Here are some highlights of the center’s research, patient care and outreach:
– One of only 43 institutions worldwide to be designated a National Parkinson’s Foundation Center of Excellence, a prestigious, highly competitive recognition recently renewed for five years. USF is also one of 20 NPF centers participating in the Quality Improvement Initiative, a landmark study measuring and tracking treatments and patient outcomes over time in order to determine best clinical practices in real world settings.
– Serves more than 5,000 patients across West Central Florida. The center has partnered with hospitals, rehabilitation centers, nursing homes and other health care facilities throughout its service area to bring therapy and supportive care closer to patients.

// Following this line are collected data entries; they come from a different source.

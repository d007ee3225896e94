pub mod app;
pub mod config;
pub mod error;
pub mod numeric;

pub use app::App;
pub use config::{Config, PredictionConfig, PredictionEndpoint, ValidationResult, WeatherConfig};
pub use error::{AppError, ConfigError, GENERIC_RETRY_MESSAGE};

use anyhow::Result;

/// Initialize the core application
pub fn init() -> Result<()> {
    // Logs go to stderr; stdout belongs to the presenter
    tracing_subscriber::fmt()
        .with_writer(std::io::stderr)
        .with_env_filter(
            tracing_subscriber::EnvFilter::try_from_default_env()
                .unwrap_or_else(|_| tracing_subscriber::EnvFilter::new("info")),
        )
        .try_init()
        .map_err(|e| anyhow::anyhow!("Failed to install tracing subscriber: {}", e))?;

    tracing::info!("Homagama core initialized");
    Ok(())
}
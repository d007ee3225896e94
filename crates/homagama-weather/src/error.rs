//! Weather-source error types.

use homagama_core::AppError;
use thiserror::Error;

#[derive(Error, Debug)]
pub enum WeatherError {
    /// The API answered with a non-success status.
    #[error("API Error: {status_text}")]
    Status { status: u16, status_text: String },

    #[error("Network error: {0}")]
    Network(#[from] reqwest::Error),

    #[error("Malformed weather response: {0}")]
    Parse(#[from] serde_json::Error),

    /// A field the feature extractor reads has no entry.
    #[error("Weather response is missing {0}")]
    MissingField(String),

    #[error("Invalid date in weather response: {0}")]
    InvalidDate(String),
}

impl WeatherError {
    pub(crate) fn from_status(status: reqwest::StatusCode) -> Self {
        Self::Status {
            status: status.as_u16(),
            status_text: status.canonical_reason().unwrap_or_default().to_string(),
        }
    }
}

/// Every weather failure reaches the user as a data-fetch error.
impl From<WeatherError> for AppError {
    fn from(e: WeatherError) -> Self {
        AppError::DataFetch(e.to_string())
    }
}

– The center’s multidisciplinary team includes two neurologists specializing in movement disorders, a physician’s assistant, a clinical research administrator, clinical coordinators and a social worker. The center works with USF neuropsychologists, a neurosurgery team with expertise in procedures to treat Parkinson’s, and researchers at the USF Center of Excellence for Aging and Brain Repair investigating cell-based therapies for the disease.
– More than 30 active clinical trials are supported by a wide range of sponsors, including the National Institutes of Health, the Michael J. Fox Foundation, the U.S. Department of Defense, and major pharmaceutical companies.
– The center’s clinical research funding exceeded $4.3 million over the last five years.
– A top priority is conducting innovative research critical for the development of new and improved treatments for Parkinson disease. Current studies include an NIH-sponsored trial to determine whether the nutritional supplement creatine can slow the development of Parkinson’s disease, and the Michael J. Fox Foundation-sponsored Parkinson’s Progression Markers Initiative, a landmark observational study to identify biomarkers of Parkinson’s disease progression.
– The center offers a comprehensive package of education and support services for patients and caregivers. Free weekly exercise classes to improve flexibility and balance — including Tai Chi – are provided at 11 sites in Hillsborough, Pinellas, Pasco, Polk and Sarasota counties. Other services include support groups facilitated by the center’s outreach coordinator, lectures about treatments, disease management and a mentor program matching newly diagnosed patients with those who have had Parkinson’s for several years.